Widerstand gegen Rekommunalisierung der Verteilnetze
Das Beispiel Berlin zeigt, dass eine Korrektur der Privatisierungen der ehemals kommunalen Strom- und Gasnetze nicht einfach sein wird
Berlins Finanzsenator Ulrich Nußbaum hat die für September anstehenden entscheidenden Gespräche um die Neuvergabe der Konzession für das Berliner Stromnetz gestoppt. Dabei wäre Eile geboten, denn zu 2015 läuft die bisherige Konzession aus. Zwar besteht die Möglichkeit den alten Vertrag noch um ein Jahr zu verlängern, aber nachdem die Diskussion um die Neuvergabe schon seit einigen Jahren mit großer Beteiligung der Öffentlichkeit läuft, ist es schon besonders peinlich, dass die Berliner Politik sich auch 3 Monate vor dem Vergabetermin immer noch nicht entscheiden mag.
Überhaupt ist sie auf das Thema anscheinend erst durch die Initiative Bürgerenergie Berlin aufmerksam geworden. Die hatte sich 2012 gegründet, um das Auslaufen der Konzession mit Vattenfall für einen Neubeginn zu nutzen. Gewinne aus dem Netzgeschäft sollen nicht weiter einfach in die Konzernkassen abfließen, sondern mit ihnen Projekte finanziert werden, die in der Hauptstadt für mehr Effizienz in der Energienutzung und einen größeren Anteil an Erneuerbaren, im bisher sehr kohlelastigen Strommix der Stadt sorgen. Dass der Netzbetrieb sehr lukrativ ist, zeigen Vattenfalls Netzgewinne daraus, 2013 waren es 120 Mio. Euro.

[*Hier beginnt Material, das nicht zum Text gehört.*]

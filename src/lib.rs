//! Cocktail Catalog Service Library
//!
//! This library crate defines the core modules behind the binary executable
//! (`main.rs`): a client-side catalog of cocktail recipes aggregated from a
//! public recipe API, with multi-criteria filtering over the in-memory result.
//!
//! ## Architecture Modules
//! The system is composed of three loosely coupled subsystems:
//!
//! - **`source`**: The remote API contract. Wire types for the source's flat
//!   fixed-arity layout and a reqwest-based client with per-request timeout
//!   and bounded retry.
//! - **`catalog`**: The aggregation layer. Parses raw items into immutable
//!   cocktail records and concatenates one "list by letter" result per letter
//!   of the alphabet into a session-scoped catalog, isolating per-letter
//!   failures.
//! - **`search`**: The query layer. Pure, synchronous filters (name substring,
//!   ingredient text, ingredient-set intersection) over a catalog already in
//!   memory, plus the HTTP handlers that expose them.

pub mod catalog;
pub mod search;
pub mod source;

Die Entscheidung zum Stopp des Vergabeverfahrens erstaunt umso mehr, als die Bieter schon vor eineinhalb Jahren nachweisen mussten, dass sie in der Lage sind, ein Stromnetz zu betreiben. Größte Skepsis gab es dabei vor allem gegen die Genossenschaft, die aber einen ganz pragmatischen Ansatz verfolgt: Warum alles neu aufbauen, wenn doch die kompetenten Mitarbeiter bereits vorhanden sind? Vattenfall hatte es seinerzeit beim Kauf der Berliner Bewag ähnlich gemacht. Die Bürgerenergie Genossenschaft sieht jetzt vor, dass die bisherigen Mitarbeiter übernommen werden; nur der Fokus des Geschäfts soll nach dem Konzessionswechsel auf ein ökologisch und nachhaltiges Energiesystem gerichtet sein.

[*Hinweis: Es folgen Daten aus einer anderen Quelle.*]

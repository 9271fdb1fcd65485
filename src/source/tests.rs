//! Remote Source Client Tests
//!
//! Exercises the `CocktailClient` against a throwaway local HTTP server that
//! impersonates the remote cocktail API.
//!
//! ## Test Scopes
//! - **Decoding**: Wrapper shape, null `drinks`, null entries inside the list.
//! - **Operations**: Letter listing, name search, id lookup, random pick.
//! - **Failure paths**: Non-success statuses and transport-level errors.

#[cfg(test)]
mod tests {
    use crate::source::client::CocktailClient;
    use crate::source::types::SourceError;
    use axum::extract::Query;
    use axum::http::StatusCode;
    use axum::routing::get;
    use axum::{Json, Router};
    use serde_json::{json, Value};
    use std::collections::HashMap;

    async fn spawn_source(app: Router) -> String {
        let listener = tokio::net::TcpListener::bind("127.0.0.1:0")
            .await
            .expect("bind");
        let addr = listener.local_addr().expect("local addr");
        tokio::spawn(async move {
            let _ = axum::serve(listener, app).await;
        });

        format!("http://{addr}")
    }

    fn drink_json(id: &str, name: &str) -> Value {
        json!({
            "idDrink": id,
            "strDrink": name,
        })
    }

    // ============================================================
    // LIST BY LETTER
    // ============================================================

    #[tokio::test]
    async fn test_list_by_letter_decodes_drinks() {
        let app = Router::new().route(
            "/search.php",
            get(|| async {
                Json(json!({
                    "drinks": [drink_json("11007", "Margarita"),
                               drink_json("11008", "Manhattan")]
                }))
            }),
        );
        let client = CocktailClient::new(spawn_source(app).await);

        let drinks = client.list_by_letter('m').await.expect("list");

        assert_eq!(drinks.len(), 2);
        assert_eq!(drinks[0].id_drink.as_deref(), Some("11007"));
        assert_eq!(drinks[0].str_drink.as_deref(), Some("Margarita"));
        assert_eq!(drinks[1].str_drink.as_deref(), Some("Manhattan"));
    }

    #[tokio::test]
    async fn test_list_by_letter_null_drinks_is_empty() {
        let app = Router::new().route(
            "/search.php",
            get(|| async { Json(json!({ "drinks": null })) }),
        );
        let client = CocktailClient::new(spawn_source(app).await);

        let drinks = client.list_by_letter('x').await.expect("list");

        assert!(drinks.is_empty(), "null drinks must mean zero matches");
    }

    #[tokio::test]
    async fn test_list_by_letter_skips_null_entries() {
        let app = Router::new().route(
            "/search.php",
            get(|| async {
                Json(json!({ "drinks": [null, drink_json("17222", "A1")] }))
            }),
        );
        let client = CocktailClient::new(spawn_source(app).await);

        let drinks = client.list_by_letter('a').await.expect("list");

        assert_eq!(drinks.len(), 1);
        assert_eq!(drinks[0].str_drink.as_deref(), Some("A1"));
    }

    #[tokio::test]
    async fn test_list_by_letter_sends_letter_parameter() {
        let app = Router::new().route(
            "/search.php",
            get(|Query(params): Query<HashMap<String, String>>| async move {
                let letter = params.get("f").cloned().unwrap_or_default();
                Json(json!({ "drinks": [drink_json("1", &letter)] }))
            }),
        );
        let client = CocktailClient::new(spawn_source(app).await);

        let drinks = client.list_by_letter('q').await.expect("list");

        assert_eq!(drinks[0].str_drink.as_deref(), Some("q"));
    }

    // ============================================================
    // NAME SEARCH
    // ============================================================

    #[tokio::test]
    async fn test_search_by_name_round_trips_query() {
        // The stand-in echoes the decoded `s` parameter back as the drink
        // name, proving the client URL-encodes multi-word queries.
        let app = Router::new().route(
            "/search.php",
            get(|Query(params): Query<HashMap<String, String>>| async move {
                let query = params.get("s").cloned().unwrap_or_default();
                Json(json!({ "drinks": [drink_json("2", &query)] }))
            }),
        );
        let client = CocktailClient::new(spawn_source(app).await);

        let drinks = client.search_by_name("old fashioned").await.expect("search");

        assert_eq!(drinks[0].str_drink.as_deref(), Some("old fashioned"));
    }

    // ============================================================
    // LOOKUP BY ID
    // ============================================================

    #[tokio::test]
    async fn test_lookup_by_id_returns_first_match() {
        let app = Router::new().route(
            "/lookup.php",
            get(|| async {
                Json(json!({ "drinks": [drink_json("11000", "Mojito")] }))
            }),
        );
        let client = CocktailClient::new(spawn_source(app).await);

        let drink = client.lookup_by_id("11000").await.expect("lookup");

        assert_eq!(
            drink.expect("one match").str_drink.as_deref(),
            Some("Mojito")
        );
    }

    #[tokio::test]
    async fn test_lookup_by_id_zero_matches_is_none() {
        let app = Router::new().route(
            "/lookup.php",
            get(|| async { Json(json!({ "drinks": null })) }),
        );
        let client = CocktailClient::new(spawn_source(app).await);

        let drink = client.lookup_by_id("99999").await.expect("lookup");

        assert!(drink.is_none(), "empty lookup is Ok(None), not an error");
    }

    // ============================================================
    // RANDOM
    // ============================================================

    #[tokio::test]
    async fn test_random_returns_drink() {
        let app = Router::new().route(
            "/random.php",
            get(|| async {
                Json(json!({ "drinks": [drink_json("14610", "ACID")] }))
            }),
        );
        let client = CocktailClient::new(spawn_source(app).await);

        let drink = client.random().await.expect("random");

        assert_eq!(drink.expect("one drink").str_drink.as_deref(), Some("ACID"));
    }

    // ============================================================
    // FAILURE PATHS
    // ============================================================

    #[tokio::test]
    async fn test_error_status_surfaces_as_status_error() {
        let app = Router::new().route(
            "/search.php",
            get(|| async {
                (
                    StatusCode::INTERNAL_SERVER_ERROR,
                    Json(json!({ "error": "boom" })),
                )
            }),
        );
        let client = CocktailClient::new(spawn_source(app).await);

        let result = client.list_by_letter('a').await;

        assert!(matches!(result, Err(SourceError::Status(status)) if status.as_u16() == 500));
    }

    #[tokio::test]
    async fn test_unreachable_source_is_transport_error() {
        // Bind and immediately drop a listener so the port is free but closed.
        let listener = tokio::net::TcpListener::bind("127.0.0.1:0")
            .await
            .expect("bind");
        let addr = listener.local_addr().expect("local addr");
        drop(listener);

        let client = CocktailClient::new(format!("http://{addr}"));

        let result = client.list_by_letter('a').await;

        assert!(matches!(result, Err(SourceError::Transport(_))));
    }
}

Der Grund für den jetzigen Abbruch der Vergabeverhandlungen liegt wohl in einem Intervenieren des Koalitionspartners CDU und dessen Kritik an einer geplanten "Change of Control"-Klausel in den Neuverträgen. Damit will sich der Senat ein Vetorecht vorbehalten, für den Fall, dass ein Konzessionär weiterverkauft wird oder neue Teilhaber einsteigen.

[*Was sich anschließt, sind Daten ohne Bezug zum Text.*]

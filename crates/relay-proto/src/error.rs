//! Error type shared by every relay component.

/// Result alias for relay operations.
pub type Result<T> = std::result::Result<T, RelayError>;

/// Failures the relay can observe.
///
/// `Http`, `Status` and `Daemon` are the "could not reach it" class;
/// `Malformed` and `Slack` mean the peer answered but not with what we
/// expected.  Neither class is ever allowed to escape a handler: callers
/// log them and continue with degraded output.
#[derive(Debug, thiserror::Error)]
pub enum RelayError {
    /// HTTP request failed before a response arrived
    #[error("HTTP request failed: {0}")]
    Http(#[from] reqwest::Error),

    /// Peer answered with a non-success status
    #[error("{url} returned HTTP {status}")]
    Status { status: u16, url: String },

    /// Media daemon unreachable, timed out, or returned a JSON-RPC error
    #[error("media daemon error: {0}")]
    Daemon(String),

    /// Reachable, but the payload is missing the expected structure
    #[error("malformed response: {0}")]
    Malformed(String),

    /// Slack Web API answered `ok: false`
    #[error("Slack API error: {0}")]
    Slack(String),

    #[error("configuration error: {0}")]
    Config(String),

    /// Inbound request failed signature verification
    #[error("unauthorized: {0}")]
    Unauthorized(String),
}

impl RelayError {
    pub fn daemon(msg: impl Into<String>) -> Self {
        Self::Daemon(msg.into())
    }

    pub fn malformed(msg: impl Into<String>) -> Self {
        Self::Malformed(msg.into())
    }

    /// True for the unreachable / non-success class of failures.
    pub fn is_transport(&self) -> bool {
        matches!(self, Self::Http(_) | Self::Status { .. } | Self::Daemon(_))
    }

    /// Short label for log lines.
    pub fn class(&self) -> &'static str {
        if self.is_transport() {
            "unreachable"
        } else {
            "bad response"
        }
    }
}

impl From<serde_json::Error> for RelayError {
    fn from(e: serde_json::Error) -> Self {
        Self::Malformed(e.to_string())
    }
}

Die gleiche Klausel sollte auch Bestandteil der ebenfalls anstehenden Neuvergabe des Berliner Gasnetzes werden, das zur Zeit von der Gasag betrieben wird. Einem Unternehmen mit traditionellem Namen, das aber nur noch vordergründig ein "Berliner" Betrieb ist. Seit der Privatisierungswelle der 90er wechselte es in Konzernhand von E.ON Energy Sales, einer Beteiligungsgesellschaft von GDF Suez und natürlich: Vattenfall. Damit sich soviel Konzernlastigkeit nicht auch noch negativ auf das Bieterverfahren um das Stromnetz auswirkt, wurde dort der Name "Vattenfall Europe Distribution Berlin" in "Stromnetz Berlin GmbH" geändert, denn seit seinen Preiserhöhungen hat er sowieso schon ein ausgeprägtes Imageproblem in der Stadt.